## Task requirements
Repeat the listing that follows without a single change.

■ ■ ■ ■ ■

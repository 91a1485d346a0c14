//! Weight vector operations for the genetic algorithm.
//!
//! - **Initialization**: [`random`] draws a reward for cleared lines and penalties for the
//!   three board features
//! - **Crossover**: [`crossover`] takes the component-wise mean of two parents
//! - **Mutation**: [`mutate`] adds Gaussian noise to randomly chosen components
//!
//! Weights are left unbounded and unnormalized; mutation may flip a sign.

use std::ops::Range;

use rand::Rng;
use rand_distr::Normal;
use tetrevo_evaluator::HeuristicWeights;

/// Initial range of the cleared-lines weight.
pub const REWARD_RANGE: Range<f64> = 0.1..1.0;

/// Initial range of the height, holes and bumpiness weights.
pub const PENALTY_RANGE: Range<f64> = -1.0..-0.1;

/// Generates random initial weights.
///
/// The cleared-lines weight is drawn from [`REWARD_RANGE`], the other three from
/// [`PENALTY_RANGE`], in the order lines, height, holes, bumpiness.
///
/// ```
/// use rand::SeedableRng;
/// use rand_pcg::Pcg32;
/// use tetrevo_training::weights;
///
/// let w = weights::random(&mut Pcg32::seed_from_u64(0));
/// assert!(w.lines > 0.0);
/// assert!(w.height < 0.0 && w.holes < 0.0 && w.bumpiness < 0.0);
/// ```
pub fn random<R>(rng: &mut R) -> HeuristicWeights
where
    R: Rng + ?Sized,
{
    HeuristicWeights::from_fn(|i| {
        if i == 0 {
            rng.random_range(REWARD_RANGE)
        } else {
            rng.random_range(PENALTY_RANGE)
        }
    })
}

/// Returns the component-wise arithmetic mean of two parents.
#[must_use]
pub fn crossover(p1: &HeuristicWeights, p2: &HeuristicWeights) -> HeuristicWeights {
    let (a, b) = (p1.to_array(), p2.to_array());
    HeuristicWeights::from_fn(|i| f64::midpoint(a[i], b[i]))
}

/// Applies Gaussian mutation in place.
///
/// Each component independently, with probability `rate`, gets a sample of
/// `N(0, strength)` added to it.
///
/// # Panics
///
/// Panics if `rate` is outside `[0, 1]` or `strength` is negative or not finite.
pub fn mutate<R>(weights: &mut HeuristicWeights, rate: f64, strength: f64, rng: &mut R)
where
    R: Rng + ?Sized,
{
    let normal = Normal::new(0.0, strength).unwrap();
    let mut values = weights.to_array();
    for w in &mut values {
        if rng.random_bool(rate) {
            *w += rng.sample(normal);
        }
    }
    *weights = HeuristicWeights::from_array(values);
}

#[cfg(test)]
mod tests {
    use rand::SeedableRng;
    use rand_pcg::Pcg32;

    use super::*;

    #[test]
    fn test_random_signs() {
        let mut rng = Pcg32::seed_from_u64(1);
        for _ in 0..1000 {
            let w = random(&mut rng);
            assert!(REWARD_RANGE.contains(&w.lines), "{w}");
            for penalty in [w.height, w.holes, w.bumpiness] {
                assert!(PENALTY_RANGE.contains(&penalty), "{w}");
            }
        }
    }

    #[test]
    fn test_crossover_is_mean() {
        let a = HeuristicWeights::new(1.0, -1.0, 0.5, -0.25);
        let b = HeuristicWeights::new(0.0, -0.5, -0.5, -0.75);
        assert_eq!(
            crossover(&a, &b),
            HeuristicWeights::new(0.5, -0.75, 0.0, -0.5)
        );
        assert_eq!(crossover(&a, &a), a);
    }

    #[test]
    fn test_mutate_rate_bounds() {
        let mut rng = Pcg32::seed_from_u64(2);
        let initial = HeuristicWeights::new(0.5, -0.5, -0.5, -0.5);

        let mut w = initial;
        mutate(&mut w, 0.0, 0.5, &mut rng);
        assert_eq!(w, initial);

        let mut w = initial;
        mutate(&mut w, 1.0, 0.5, &mut rng);
        for (before, after) in std::iter::zip(initial.to_array(), w.to_array()) {
            assert!((before - after).abs() > 0.0);
        }
    }

    #[test]
    fn test_mutate_zero_strength_is_identity() {
        let mut rng = Pcg32::seed_from_u64(3);
        let initial = HeuristicWeights::new(0.3, -0.2, -0.1, -0.4);
        let mut w = initial;
        mutate(&mut w, 1.0, 0.0, &mut rng);
        assert_eq!(w, initial);
    }
}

■ ■ ■ ■ ■

## Written answer
repository 91a1485d346a0c14
//! Weight vector operations for the genetic algorithm.
//!
//! - **Initialization**: [`random`] draws a reward for cleared lines and penalties for the
//!   three board features
//! - **Crossover**: [`crossover`] takes the component-wise mean of two parents
//! - **Mutation**: [`mutate`] adds Gaussian noise to randomly chosen components
//!
//! Weights are left unbounded and unnormalized; mutation may flip a sign.

use std::ops::Range;

use rand::Rng;
use rand_distr::Normal;
use tetrevo_evaluator::HeuristicWeights;

/// Initial range of the cleared-lines weight.
pub const REWARD_RANGE: Range<f64> = 0.1..1.0;

/// Initial range of the height, holes and bumpiness weights.
pub const PENALTY_RANGE: Range<f64> = -1.0..-0.1;

/// Generates random initial weights.
///
/// The cleared-lines weight is drawn from [`REWARD_RANGE`], the other three from
/// [`PENALTY_RANGE`], in the order lines, height, holes, bumpiness.
///
/// ```
/// use rand::SeedableRng;
/// use rand_pcg::Pcg32;
/// use tetrevo_training::weights;
///
/// let w = weights::random(&mut Pcg32::seed_from_u64(0));
/// assert!(w.lines > 0.0);
/// assert!(w.height < 0.0 && w.holes < 0.0 && w.bumpiness < 0.0);
/// ```
pub fn random<R>(rng: &mut R) -> HeuristicWeights
where
    R: Rng + ?Sized,
{
    HeuristicWeights::from_fn(|i| {
        if i == 0 {
            rng.random_range(REWARD_RANGE)
        } else {
            rng.random_range(PENALTY_RANGE)
        }
    })
}

/// Returns the component-wise arithmetic mean of two parents.
#[must_use]
pub fn crossover(p1: &HeuristicWeights, p2: &HeuristicWeights) -> HeuristicWeights {
    let (a, b) = (p1.to_array(), p2.to_array());
    HeuristicWeights::from_fn(|i| f64::midpoint(a[i], b[i]))
}

/// Applies Gaussian mutation in place.
///
/// Each component independently, with probability `rate`, gets a sample of
/// `N(0, strength)` added to it.
///
/// # Panics
///
/// Panics if `rate` is outside `[0, 1]` or `strength` is negative or not finite.
pub fn mutate<R>(weights: &mut HeuristicWeights, rate: f64, strength: f64, rng: &mut R)
where
    R: Rng + ?Sized,
{
    let normal = Normal::new(0.0, strength).unwrap();
    let mut values = weights.to_array();
    for w in &mut values {
        if rng.random_bool(rate) {
            *w += rng.sample(normal);
        }
    }
    *weights = HeuristicWeights::from_array(values);
}

#[cfg(test)]
mod tests {
    use rand::SeedableRng;
    use rand_pcg::Pcg32;

    use super::*;

    #[test]
    fn test_random_signs() {
        let mut rng = Pcg32::seed_from_u64(1);
        for _ in 0..1000 {
            let w = random(&mut rng);
            assert!(REWARD_RANGE.contains(&w.lines), "{w}");
            for penalty in [w.height, w.holes, w.bumpiness] {
                assert!(PENALTY_RANGE.contains(&penalty), "{w}");
            }
        }
    }

    #[test]
    fn test_crossover_is_mean() {
        let a = HeuristicWeights::new(1.0, -1.0, 0.5, -0.25);
        let b = HeuristicWeights::new(0.0, -0.5, -0.5, -0.75);
        assert_eq!(
            crossover(&a, &b),
            HeuristicWeights::new(0.5, -0.75, 0.0, -0.5)
        );
        assert_eq!(crossover(&a, &a), a);
    }

    #[test]
    fn test_mutate_rate_bounds() {
        let mut rng = Pcg32::seed_from_u64(2);
        let initial = HeuristicWeights::new(0.5, -0.5, -0.5, -0.5);

        let mut w = initial;
        mutate(&mut w, 0.0, 0.5, &mut rng);
        assert_eq!(w, initial);

        let mut w = initial;
        mutate(&mut w, 1.0, 0.5, &mut rng);
        for (before, after) in std::iter::zip(initial.to_array(), w.to_array()) {
            assert!((before - after).abs() > 0.0);
        }
    }

    #[test]
    fn test_mutate_zero_strength_is_identity() {
        let mut rng = Pcg32::seed_from_u64(3);
        let initial = HeuristicWeights::new(0.3, -0.2, -0.1, -0.4);
        let mut w = initial;
        mutate(&mut w, 1.0, 0.0, &mut rng);
        assert_eq!(w, initial);
    }
}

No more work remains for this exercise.